Information supplied |
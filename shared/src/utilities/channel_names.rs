pub struct ChannelNames;

impl ChannelNames {
    pub fn deployment_logs(deployment_id: &str) -> String {
        format!("logs:{deployment_id}")
    }

    pub fn logs_pattern() -> &'static str {
        "logs:*"
    }

    /// Reverse mapping used by the gateway: pulls the deployment id back out
    /// of a channel name received from PSUBSCRIBE.
    pub fn deployment_id(channel: &str) -> Option<&str> {
        channel
            .strip_prefix("logs:")
            .filter(|id| !id.is_empty())
    }
}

Try it |
Every line with the word "ChannelNames" in it should be copied from the listing above.

The answer |
pub struct ChannelNames;
impl ChannelNames {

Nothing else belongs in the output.